EXERCISE
In the data below, which lines hold the word "serde"? Copy them.

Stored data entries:

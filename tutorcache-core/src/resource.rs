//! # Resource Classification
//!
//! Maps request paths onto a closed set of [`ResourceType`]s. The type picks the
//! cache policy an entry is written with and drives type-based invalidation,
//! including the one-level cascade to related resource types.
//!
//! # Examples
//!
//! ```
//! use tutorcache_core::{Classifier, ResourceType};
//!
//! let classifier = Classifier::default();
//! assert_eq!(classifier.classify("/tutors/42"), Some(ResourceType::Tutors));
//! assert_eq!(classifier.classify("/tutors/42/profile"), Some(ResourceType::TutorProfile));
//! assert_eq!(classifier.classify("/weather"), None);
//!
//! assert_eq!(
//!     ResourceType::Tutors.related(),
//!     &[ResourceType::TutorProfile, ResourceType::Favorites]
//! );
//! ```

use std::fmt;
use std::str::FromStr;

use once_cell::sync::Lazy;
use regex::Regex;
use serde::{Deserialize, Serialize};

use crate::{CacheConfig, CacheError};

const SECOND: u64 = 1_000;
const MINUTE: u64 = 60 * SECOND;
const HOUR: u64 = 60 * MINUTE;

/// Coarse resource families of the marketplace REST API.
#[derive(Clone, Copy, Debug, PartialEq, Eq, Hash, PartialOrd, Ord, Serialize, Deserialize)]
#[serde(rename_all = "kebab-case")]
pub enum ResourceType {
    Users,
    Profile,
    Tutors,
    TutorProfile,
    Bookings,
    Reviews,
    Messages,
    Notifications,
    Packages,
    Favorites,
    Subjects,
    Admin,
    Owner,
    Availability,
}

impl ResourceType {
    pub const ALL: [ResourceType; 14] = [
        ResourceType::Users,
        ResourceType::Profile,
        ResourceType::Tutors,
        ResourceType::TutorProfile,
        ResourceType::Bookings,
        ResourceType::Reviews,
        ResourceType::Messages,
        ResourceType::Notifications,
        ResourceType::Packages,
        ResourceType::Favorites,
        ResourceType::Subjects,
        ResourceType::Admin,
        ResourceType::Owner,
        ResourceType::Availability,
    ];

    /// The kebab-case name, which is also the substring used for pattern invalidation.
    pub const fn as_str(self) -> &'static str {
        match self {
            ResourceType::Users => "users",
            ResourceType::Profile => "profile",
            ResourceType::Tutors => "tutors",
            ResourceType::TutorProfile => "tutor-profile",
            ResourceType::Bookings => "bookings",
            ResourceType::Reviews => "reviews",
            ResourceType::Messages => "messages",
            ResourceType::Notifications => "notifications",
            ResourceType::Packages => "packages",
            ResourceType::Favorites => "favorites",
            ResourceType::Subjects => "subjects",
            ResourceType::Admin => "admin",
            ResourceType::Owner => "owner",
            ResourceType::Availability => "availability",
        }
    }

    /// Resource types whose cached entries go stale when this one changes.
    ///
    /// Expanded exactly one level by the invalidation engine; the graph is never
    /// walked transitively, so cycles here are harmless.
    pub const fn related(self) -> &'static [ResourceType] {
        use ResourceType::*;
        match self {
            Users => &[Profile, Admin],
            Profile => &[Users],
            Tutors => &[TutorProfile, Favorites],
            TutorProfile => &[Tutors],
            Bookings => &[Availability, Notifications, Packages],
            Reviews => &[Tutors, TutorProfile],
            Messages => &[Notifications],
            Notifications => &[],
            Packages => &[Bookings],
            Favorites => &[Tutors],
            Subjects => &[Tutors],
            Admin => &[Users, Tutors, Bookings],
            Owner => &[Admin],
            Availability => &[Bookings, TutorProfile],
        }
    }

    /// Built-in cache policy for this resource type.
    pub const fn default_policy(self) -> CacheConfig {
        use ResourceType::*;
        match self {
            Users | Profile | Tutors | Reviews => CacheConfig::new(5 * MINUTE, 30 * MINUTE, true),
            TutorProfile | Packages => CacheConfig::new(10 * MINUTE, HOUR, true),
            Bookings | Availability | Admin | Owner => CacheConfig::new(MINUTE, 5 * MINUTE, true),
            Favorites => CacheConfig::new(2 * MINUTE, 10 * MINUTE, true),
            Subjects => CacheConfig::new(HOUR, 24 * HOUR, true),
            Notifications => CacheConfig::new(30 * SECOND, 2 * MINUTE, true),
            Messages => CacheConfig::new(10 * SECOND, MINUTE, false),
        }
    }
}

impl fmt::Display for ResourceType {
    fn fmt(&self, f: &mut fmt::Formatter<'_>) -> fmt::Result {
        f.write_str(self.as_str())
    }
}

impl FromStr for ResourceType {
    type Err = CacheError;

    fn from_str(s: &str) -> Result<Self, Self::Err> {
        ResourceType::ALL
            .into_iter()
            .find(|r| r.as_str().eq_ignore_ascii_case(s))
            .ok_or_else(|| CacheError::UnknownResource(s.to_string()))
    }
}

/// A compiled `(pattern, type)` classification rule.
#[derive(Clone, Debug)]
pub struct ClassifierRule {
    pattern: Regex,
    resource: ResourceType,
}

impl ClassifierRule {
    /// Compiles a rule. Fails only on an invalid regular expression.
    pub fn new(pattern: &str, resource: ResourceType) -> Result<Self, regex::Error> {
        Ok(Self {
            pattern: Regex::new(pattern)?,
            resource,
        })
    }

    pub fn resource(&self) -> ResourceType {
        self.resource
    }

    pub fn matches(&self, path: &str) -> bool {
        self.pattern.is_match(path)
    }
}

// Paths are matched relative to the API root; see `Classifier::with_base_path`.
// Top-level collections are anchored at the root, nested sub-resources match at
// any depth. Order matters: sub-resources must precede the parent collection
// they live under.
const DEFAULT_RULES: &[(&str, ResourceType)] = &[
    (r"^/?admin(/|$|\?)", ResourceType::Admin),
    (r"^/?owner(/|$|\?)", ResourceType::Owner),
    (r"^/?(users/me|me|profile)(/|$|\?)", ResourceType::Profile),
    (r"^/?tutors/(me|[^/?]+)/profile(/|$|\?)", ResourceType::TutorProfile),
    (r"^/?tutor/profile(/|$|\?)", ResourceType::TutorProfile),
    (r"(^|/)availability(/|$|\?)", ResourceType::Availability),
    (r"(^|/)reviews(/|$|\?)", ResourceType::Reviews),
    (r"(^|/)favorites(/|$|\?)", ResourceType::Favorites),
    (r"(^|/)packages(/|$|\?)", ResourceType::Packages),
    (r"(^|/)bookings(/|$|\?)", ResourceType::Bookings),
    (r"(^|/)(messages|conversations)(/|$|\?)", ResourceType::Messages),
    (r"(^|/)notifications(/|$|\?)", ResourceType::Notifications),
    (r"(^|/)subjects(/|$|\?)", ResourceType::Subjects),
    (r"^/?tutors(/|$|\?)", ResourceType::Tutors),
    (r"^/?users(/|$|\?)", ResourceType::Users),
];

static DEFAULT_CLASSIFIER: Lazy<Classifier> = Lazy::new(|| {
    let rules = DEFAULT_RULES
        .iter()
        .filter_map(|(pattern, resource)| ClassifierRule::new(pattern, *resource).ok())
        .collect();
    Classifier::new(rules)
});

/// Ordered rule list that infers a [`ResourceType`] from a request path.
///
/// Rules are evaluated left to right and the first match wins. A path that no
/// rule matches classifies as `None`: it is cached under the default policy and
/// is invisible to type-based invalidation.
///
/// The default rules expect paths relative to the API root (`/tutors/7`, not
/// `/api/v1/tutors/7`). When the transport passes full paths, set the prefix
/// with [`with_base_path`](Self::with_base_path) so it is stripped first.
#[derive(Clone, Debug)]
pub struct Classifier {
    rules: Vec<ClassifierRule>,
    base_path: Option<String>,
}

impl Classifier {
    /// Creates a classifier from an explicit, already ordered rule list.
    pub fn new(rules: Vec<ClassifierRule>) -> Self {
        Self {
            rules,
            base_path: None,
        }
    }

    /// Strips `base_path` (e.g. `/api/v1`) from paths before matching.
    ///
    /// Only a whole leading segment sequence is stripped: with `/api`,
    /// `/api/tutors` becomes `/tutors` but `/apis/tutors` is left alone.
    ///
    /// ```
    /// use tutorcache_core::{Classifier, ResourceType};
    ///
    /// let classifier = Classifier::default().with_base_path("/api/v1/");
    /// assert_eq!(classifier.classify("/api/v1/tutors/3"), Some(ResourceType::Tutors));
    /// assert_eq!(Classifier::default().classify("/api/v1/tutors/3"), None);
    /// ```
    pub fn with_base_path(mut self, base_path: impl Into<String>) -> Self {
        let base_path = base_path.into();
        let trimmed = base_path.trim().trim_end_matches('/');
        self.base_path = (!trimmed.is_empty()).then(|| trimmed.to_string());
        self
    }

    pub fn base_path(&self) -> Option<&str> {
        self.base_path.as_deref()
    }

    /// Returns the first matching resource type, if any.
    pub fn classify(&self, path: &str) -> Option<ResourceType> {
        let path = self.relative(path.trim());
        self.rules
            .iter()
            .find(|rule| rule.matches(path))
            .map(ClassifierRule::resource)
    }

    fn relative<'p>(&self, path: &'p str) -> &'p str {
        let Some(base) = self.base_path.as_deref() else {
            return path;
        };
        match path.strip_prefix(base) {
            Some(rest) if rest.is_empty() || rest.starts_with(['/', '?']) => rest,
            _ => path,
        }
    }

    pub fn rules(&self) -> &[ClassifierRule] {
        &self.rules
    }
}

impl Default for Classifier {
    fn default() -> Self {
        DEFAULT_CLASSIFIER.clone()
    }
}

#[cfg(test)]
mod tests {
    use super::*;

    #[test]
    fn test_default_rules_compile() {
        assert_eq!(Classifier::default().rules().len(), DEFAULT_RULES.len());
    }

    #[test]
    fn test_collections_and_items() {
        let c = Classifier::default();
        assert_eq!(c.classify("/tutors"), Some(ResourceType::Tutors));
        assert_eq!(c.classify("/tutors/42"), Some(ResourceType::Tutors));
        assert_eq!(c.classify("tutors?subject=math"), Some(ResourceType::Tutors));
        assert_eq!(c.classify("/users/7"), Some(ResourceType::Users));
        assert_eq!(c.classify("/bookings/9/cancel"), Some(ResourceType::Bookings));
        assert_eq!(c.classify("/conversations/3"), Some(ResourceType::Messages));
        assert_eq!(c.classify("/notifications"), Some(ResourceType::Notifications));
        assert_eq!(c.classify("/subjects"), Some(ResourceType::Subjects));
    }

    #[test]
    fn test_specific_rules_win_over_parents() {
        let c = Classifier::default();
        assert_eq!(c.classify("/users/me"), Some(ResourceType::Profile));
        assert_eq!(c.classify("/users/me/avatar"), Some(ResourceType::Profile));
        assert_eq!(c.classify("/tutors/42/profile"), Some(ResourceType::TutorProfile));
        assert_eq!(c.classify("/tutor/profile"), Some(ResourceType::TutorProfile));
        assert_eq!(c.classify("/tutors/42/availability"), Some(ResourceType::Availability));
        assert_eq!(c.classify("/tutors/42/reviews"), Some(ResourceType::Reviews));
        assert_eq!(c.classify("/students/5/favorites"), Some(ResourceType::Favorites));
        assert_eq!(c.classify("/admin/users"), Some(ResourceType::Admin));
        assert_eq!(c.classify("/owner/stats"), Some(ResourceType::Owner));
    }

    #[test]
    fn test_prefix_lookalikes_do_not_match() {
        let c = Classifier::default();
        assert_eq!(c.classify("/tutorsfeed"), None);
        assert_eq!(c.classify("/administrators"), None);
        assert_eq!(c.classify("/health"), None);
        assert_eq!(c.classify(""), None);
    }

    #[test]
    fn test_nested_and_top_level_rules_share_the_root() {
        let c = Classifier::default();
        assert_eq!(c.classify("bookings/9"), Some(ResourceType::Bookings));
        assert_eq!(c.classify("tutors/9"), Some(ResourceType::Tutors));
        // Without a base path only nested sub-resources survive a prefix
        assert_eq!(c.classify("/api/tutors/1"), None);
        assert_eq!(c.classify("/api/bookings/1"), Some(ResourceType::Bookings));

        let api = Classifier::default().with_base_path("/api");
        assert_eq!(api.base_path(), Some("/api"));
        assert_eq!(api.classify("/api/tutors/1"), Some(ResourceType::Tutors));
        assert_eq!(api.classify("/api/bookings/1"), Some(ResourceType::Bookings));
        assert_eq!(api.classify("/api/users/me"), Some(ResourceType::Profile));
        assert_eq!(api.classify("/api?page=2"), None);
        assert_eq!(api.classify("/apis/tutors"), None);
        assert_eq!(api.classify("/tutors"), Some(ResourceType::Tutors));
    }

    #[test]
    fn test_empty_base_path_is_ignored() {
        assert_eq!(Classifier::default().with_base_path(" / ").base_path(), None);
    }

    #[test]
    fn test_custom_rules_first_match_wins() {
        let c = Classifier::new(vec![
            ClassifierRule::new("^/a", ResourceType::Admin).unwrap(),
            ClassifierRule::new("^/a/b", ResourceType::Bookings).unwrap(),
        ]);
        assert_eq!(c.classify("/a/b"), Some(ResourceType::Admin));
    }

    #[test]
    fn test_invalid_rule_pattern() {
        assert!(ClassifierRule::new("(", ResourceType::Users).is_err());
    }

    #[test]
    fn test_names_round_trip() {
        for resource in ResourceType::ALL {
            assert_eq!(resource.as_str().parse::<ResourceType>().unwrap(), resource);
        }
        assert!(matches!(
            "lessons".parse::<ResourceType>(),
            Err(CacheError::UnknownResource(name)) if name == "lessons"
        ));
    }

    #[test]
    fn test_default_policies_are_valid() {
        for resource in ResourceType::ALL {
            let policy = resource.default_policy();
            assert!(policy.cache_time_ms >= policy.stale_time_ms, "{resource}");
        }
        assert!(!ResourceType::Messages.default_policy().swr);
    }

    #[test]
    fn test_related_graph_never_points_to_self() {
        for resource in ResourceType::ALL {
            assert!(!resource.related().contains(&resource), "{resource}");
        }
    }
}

TASK SOLUTION
use serde::{Deserialize, Serialize};
#[serde(rename_all = "kebab-case")]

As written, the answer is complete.